The new regulations required more safeguards than the current federal Health Insurance Portability and Accountability Act, which protects patient privacy, Chenault said. But medical associations lobbied against requiring hospitals and doctor clinics to follow a guideline meant for lenders, Wroten of the state medical society said. The new requirements never were intended to apply to hospitals and aren’t needed, he said.

After the deadline for compliance was put off for years, President Barack Obama signed an amendment Dec. 18 that exempted doctor clinics and hospitals from the federal regulations.

But some hospitals, like UAMS, see a need for the guidelines anyway, Chenault said.

Large hospitals and medical clinics are most at risk for treating patients who have stolen someone’s identity, particularly in emergency rooms, Chenault said. Patients aren’t likely to be repeat clients at emergency rooms, and physicians at large doctor’s offices might not see the same patient twice, officials said.

UAMS focuses on training staff to recognize potential identity fraud and requires some identification, Chenault said.

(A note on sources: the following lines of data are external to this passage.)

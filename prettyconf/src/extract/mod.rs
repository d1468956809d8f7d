//! Metadata extraction from package declarations.
//!
//! The [`Extractor`] walks the exported record types of each requested
//! package, resolves every field's serialized key, requiredness and type
//! identity, and collects the results into a [`Catalog`].

mod resolve;

use std::collections::{BTreeSet, HashMap, VecDeque};
use std::rc::Rc;

use tracing::debug;

use crate::catalog::{Catalog, FieldMetadata, PackageMetadata, TypeId, TypeMetadata, TypeRef};
use crate::decl::{DeclarationProvider, FieldDecl, PackageDecl, TypeDecl, TypeShape};
use crate::error::PrettyconfResult;
use crate::tag::{JsonTag, parse_struct_tags};

use self::resolve::FieldSite;

/// Documentation marker that makes a field optional.
const OPTIONAL_MARKER: &str = "+optional";

/// Path segment whose prefix is dropped from displayed type names.
const VENDOR_SEGMENT: &str = "vendor/";

/// Builds a [`Catalog`] from the declarations served by a provider.
pub struct Extractor<'p> {
    provider: &'p dyn DeclarationProvider,
    packages: HashMap<String, Rc<PackageDecl>>,
    resolved: HashMap<TypeId, TypeRef>,
}

impl<'p> Extractor<'p> {
    /// Creates an extractor reading from `provider`.
    #[must_use]
    pub fn new(provider: &'p dyn DeclarationProvider) -> Self {
        Self {
            provider,
            packages: HashMap::new(),
            resolved: HashMap::new(),
        }
    }

    /// Extracts the record types of the requested packages.
    ///
    /// Packages without any exported record type carrying serialized fields
    /// are left out of the catalog.
    ///
    /// # Errors
    ///
    /// Returns [`PackageNotFound`](crate::PrettyconfError::PackageNotFound)
    /// for an unknown requested package,
    /// [`TypeResolution`](crate::PrettyconfError::TypeResolution) when a field
    /// type cannot be resolved, and
    /// [`MalformedAnnotation`](crate::PrettyconfError::MalformedAnnotation)
    /// when a field annotation cannot be unescaped.
    pub fn extract<S: AsRef<str>>(&mut self, paths: &[S]) -> PrettyconfResult<Catalog> {
        let mut catalog = Catalog::new();
        for path in paths {
            let canonical = self.provider.canonical_path(path.as_ref());
            if let Some(package) = self.extract_package(&canonical)? {
                catalog.insert(package);
            }
        }
        Ok(catalog)
    }

    /// Extracts the requested packages and every package their record
    /// fields reach, so nested records declared elsewhere can be looked up.
    ///
    /// # Errors
    ///
    /// Returns the same errors as [`Extractor::extract`].
    pub fn extract_closure<S: AsRef<str>>(&mut self, paths: &[S]) -> PrettyconfResult<Catalog> {
        let mut catalog = Catalog::new();
        let mut queue: VecDeque<String> = paths
            .iter()
            .map(|path| self.provider.canonical_path(path.as_ref()))
            .collect();
        let mut seen: BTreeSet<String> = queue.iter().cloned().collect();

        while let Some(path) = queue.pop_front() {
            let Some(package) = self.extract_package(&path)? else {
                continue;
            };
            for field in package.types.iter().flat_map(|ty| &ty.fields) {
                let mut ids = Vec::new();
                collect_record_ids(&field.type_ref, &mut ids);
                for id in ids {
                    if seen.insert(id.package.clone()) {
                        debug!(package = %id.package, via = %field.name, "queueing referenced package");
                        queue.push_back(id.package.clone());
                    }
                }
            }
            catalog.insert(package);
        }
        Ok(catalog)
    }

    fn extract_package(&mut self, path: &str) -> PrettyconfResult<Option<PackageMetadata>> {
        debug!(package = path, "parsing package");
        let decl = self.load(path)?;

        let mut types = Vec::new();
        for ty in &decl.types {
            if !ty.is_exported() {
                continue;
            }
            let TypeShape::Record(fields) = &ty.shape else {
                continue;
            };
            let mut flattening = vec![TypeId::new(decl.path.as_str(), ty.name.as_str())];
            let extracted = self.extract_fields(&decl.path, ty, fields, &mut flattening)?;
            if extracted.is_empty() {
                debug!(package = %decl.path, name = %ty.name, "skipping type - no serialized fields");
                continue;
            }
            debug!(package = %decl.path, name = %ty.name, fields = extracted.len(), "loaded record type");
            types.push(TypeMetadata {
                name: ty.name.clone(),
                package: decl.path.clone(),
                doc: ty.doc.trim().to_owned(),
                fields: extracted,
            });
        }

        if types.is_empty() {
            debug!(package = %decl.path, "skipping package - no exported types");
            return Ok(None);
        }
        Ok(Some(PackageMetadata {
            path: decl.path.clone(),
            doc: decl.doc.trim().to_owned(),
            types,
        }))
    }

    fn extract_fields(
        &mut self,
        package: &str,
        owner: &TypeDecl,
        fields: &[FieldDecl],
        flattening: &mut Vec<TypeId>,
    ) -> PrettyconfResult<Vec<FieldMetadata>> {
        let mut out = Vec::with_capacity(fields.len());
        for field in fields {
            if !field.is_exported() {
                continue;
            }
            let tags = parse_struct_tags(field.tag.as_deref().unwrap_or_default())?;

            let mut serialized_key = field.name.clone();
            let mut required = true;
            if let Some(entry) = tags.get("json") {
                let json = JsonTag::parse(&entry.value);
                if json.is_skipped() {
                    debug!(owner = %owner.name, field = %field.name, "ignoring field as not serialized");
                    continue;
                }
                if let Some(name) = json.name {
                    serialized_key = name.to_owned();
                }
                required = !json.omit_empty;
            }

            let doc = field.doc.trim();
            if has_optional_marker(doc) {
                required = false;
            }

            let site = FieldSite {
                package,
                owner: &owner.name,
                field: &field.name,
            };
            let type_ref = self.resolve_expr(&site, package, &field.ty, &mut Vec::new())?;
            if field.flatten {
                let inlined = self.flatten_fields(&site, &type_ref, required, flattening)?;
                out.extend(inlined);
                continue;
            }
            let type_name = strip_vendor_prefix(&type_ref.to_string());
            debug!(
                owner = %owner.name,
                field = %field.name,
                key = %serialized_key,
                required,
                type_name = %type_name,
                "adding struct field"
            );
            out.push(FieldMetadata {
                name: field.name.clone(),
                doc: doc.to_owned(),
                anonymous: field.embedded,
                serialized_key,
                required,
                type_ref,
                type_name,
            });
        }
        Ok(out)
    }

    /// Extracts the fields of the record named by `type_ref` for inlining
    /// into the enclosing record. They stay required only when the
    /// flattened field itself is required and not optional.
    fn flatten_fields(
        &mut self,
        site: &FieldSite<'_>,
        type_ref: &TypeRef,
        required: bool,
        flattening: &mut Vec<TypeId>,
    ) -> PrettyconfResult<Vec<FieldMetadata>> {
        let Some(id) = type_ref.record_id().cloned() else {
            return Err(site.fail(type_ref, "only record types can be flattened"));
        };
        if flattening.contains(&id) {
            let chain: Vec<String> = flattening
                .iter()
                .chain(std::iter::once(&id))
                .map(ToString::to_string)
                .collect();
            return Err(site.fail(&id, format!("flatten cycle through {}", chain.join(" -> "))));
        }
        let decl = self.load(&id.package)?;
        let Some(inner) = decl.type_decl(&id.name) else {
            return Err(site.fail(&id, format!("no type {} declared in package", id.name)));
        };
        let TypeShape::Record(inner_fields) = &inner.shape else {
            return Err(site.fail(&id, "only record types can be flattened"));
        };

        flattening.push(id.clone());
        let extracted = self.extract_fields(&id.package, inner, inner_fields, flattening);
        flattening.pop();
        let mut inlined = extracted?;

        let inherit_optional = !required || matches!(type_ref, TypeRef::Optional(_));
        if inherit_optional {
            for field in &mut inlined {
                field.required = false;
            }
        }
        debug!(
            owner = %site.owner,
            field = %site.field,
            inlined = inlined.len(),
            "flattened record fields into owner"
        );
        Ok(inlined)
    }

    fn load(&mut self, path: &str) -> PrettyconfResult<Rc<PackageDecl>> {
        if let Some(decl) = self.packages.get(path) {
            return Ok(Rc::clone(decl));
        }
        let decl = Rc::new(self.provider.package(path)?);
        self.packages.insert(path.to_owned(), Rc::clone(&decl));
        Ok(decl)
    }
}

/// Returns `true` when any documentation line opens with `+optional`.
fn has_optional_marker(doc: &str) -> bool {
    doc.lines()
        .rev()
        .any(|line| line.trim().starts_with(OPTIONAL_MARKER))
}

/// Drops the path up to and including `vendor/` from each package path in a
/// displayed type name, leaving `*`, `[]` and `map[..]` decorations intact.
fn strip_vendor_prefix(type_name: &str) -> String {
    let mut out = String::with_capacity(type_name.len());
    let mut rest = type_name;
    while let Some(idx) = rest.find(VENDOR_SEGMENT) {
        let (before, after) = rest.split_at(idx);
        let path_start = before
            .rfind(['*', '[', ']'])
            .map_or(0, |pos| pos + 1);
        out.push_str(before.get(..path_start).unwrap_or_default());
        rest = after.get(VENDOR_SEGMENT.len()..).unwrap_or_default();
    }
    out.push_str(rest);
    out
}

/// Collects every record identity nested anywhere inside `ty`.
fn collect_record_ids(ty: &TypeRef, out: &mut Vec<TypeId>) {
    match ty {
        TypeRef::Optional(inner) | TypeRef::Sequence(inner) => collect_record_ids(inner, out),
        TypeRef::Mapping(key, value) => {
            collect_record_ids(key, out);
            collect_record_ids(value, out);
        }
        TypeRef::Named { id, underlying } => {
            if **underlying == TypeRef::Record {
                out.push(id.clone());
            } else {
                collect_record_ids(underlying, out);
            }
        }
        TypeRef::Bool
        | TypeRef::Int(_)
        | TypeRef::Float(_)
        | TypeRef::String
        | TypeRef::Record
        | TypeRef::Opaque(_) => {}
    }
}
//! End-to-end rendering of instances against manifest declarations.

use anyhow::Result;
use camino::Utf8PathBuf;
use prettyconf::decl::ManifestProvider;
use prettyconf::document::DocumentFormat;
use prettyconf::{OutputFormat, TypeId, load_instance, render, render_value};
use rstest::{fixture, rstest};
use serde::Serialize;
use test_helpers::fixtures::{PRINTER_MANIFEST, PRINTER_PATH};
use test_helpers::text::dedent;

#[derive(Serialize)]
struct TopLevel {
    a: AStruct,
    cnocomment: CStruct,
    #[serde(skip_serializing_if = "Option::is_none")]
    b: Option<BStruct>,
    #[serde(skip_serializing_if = "Vec::is_empty")]
    bs: Vec<BStruct>,
}

#[derive(Serialize)]
struct AStruct {
    enested: NestedStruct,
    d: i64,
}

#[derive(Serialize)]
struct NestedStruct {
    f: String,
}

#[derive(Serialize)]
struct BStruct {
    g: String,
}

#[derive(Serialize)]
struct CStruct {
    h: String,
}

#[fixture]
fn provider() -> ManifestProvider {
    ManifestProvider::from_contents(DocumentFormat::Yaml, PRINTER_MANIFEST)
        .expect("decode printer manifest")
}

#[fixture]
fn instance() -> TopLevel {
    TopLevel {
        a: AStruct {
            enested: NestedStruct {
                f: "somestring".to_owned(),
            },
            d: 5,
        },
        cnocomment: CStruct {
            h: "something new".to_owned(),
        },
        b: None,
        bs: Vec::new(),
    }
}

fn expected_yaml() -> String {
    dedent(
        r#"
        # TopLevel holds the details for top level config.

        # a is field for AStruct.
        a:
          # enested comment.
          enested:
            # f comment.
            f: somestring
          # d comment.
          d: 5
        cnocomment:
          # h comment.
          h: something new
        # b holds the comment here.
        b:
          # g comment.
          g: ""
        # bs holds a slice.
        bs: []
        "#,
    )
}

#[rstest]
fn renders_serializable_values_as_commented_yaml(
    provider: ManifestProvider,
    instance: TopLevel,
) -> Result<()> {
    let mut out = Vec::new();
    render(
        &instance,
        &provider,
        &TypeId::new(PRINTER_PATH, "TopLevel"),
        OutputFormat::Yaml,
        &mut out,
    )?;
    assert_eq!(String::from_utf8(out)?, expected_yaml());
    Ok(())
}

#[rstest]
fn renders_instance_documents(provider: ManifestProvider) -> Result<()> {
    let dir = tempfile::tempdir()?;
    let path = Utf8PathBuf::from_path_buf(dir.path().join("instance.yaml"))
        .map_err(|path| anyhow::anyhow!("non UTF-8 path {}", path.display()))?;
    std::fs::write(
        &path,
        "cnocomment:\n  h: something new\na:\n  d: 5\n  enested:\n    f: somestring\n",
    )?;

    let text = render_value(
        load_instance(&path)?,
        &provider,
        &TypeId::new(PRINTER_PATH, "TopLevel"),
        OutputFormat::Yaml,
    )?;
    assert_eq!(text, expected_yaml());
    Ok(())
}

#[rstest]
fn renders_json_in_declaration_order(provider: ManifestProvider, instance: TopLevel) -> Result<()> {
    let mut out = Vec::new();
    render(
        &instance,
        &provider,
        &TypeId::new(PRINTER_PATH, "TopLevel"),
        OutputFormat::Json,
        &mut out,
    )?;
    let expected = dedent(
        r#"
        {
          "a": {
            "enested": {
              "f": "somestring"
            },
            "d": 5
          },
          "cnocomment": {
            "h": "something new"
          },
          "b": {
            "g": ""
          },
          "bs": []
        }
        "#,
    );
    assert_eq!(String::from_utf8(out)?, expected);
    Ok(())
}

#[rstest]
fn reports_unknown_root_types(provider: ManifestProvider, instance: TopLevel) {
    let mut out = Vec::new();
    let err = render(
        &instance,
        &provider,
        &TypeId::new(PRINTER_PATH, "Missing"),
        OutputFormat::Yaml,
        &mut out,
    )
    .expect_err("Missing is not declared");
    assert!(
        matches!(err, prettyconf::PrettyconfError::TypeNotFound { ref name, .. } if name == "Missing"),
        "unexpected error {err:?}"
    );
    assert!(out.is_empty());
}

Victims of medical identity theft can request a copy of their medical records and ask doctors to fix mistakes, but the doctor doesn’t have to, Cohen said. Doctors can choose to flag the change instead of deleting it, which means the misinformation stays in the file, she said.

All hospitals and clinics that bill patients benefit by voluntarily adhering to the federal commission’s requirements, Cohen said. Stopping identity theft on the front end is easier than trying to fix medical records later.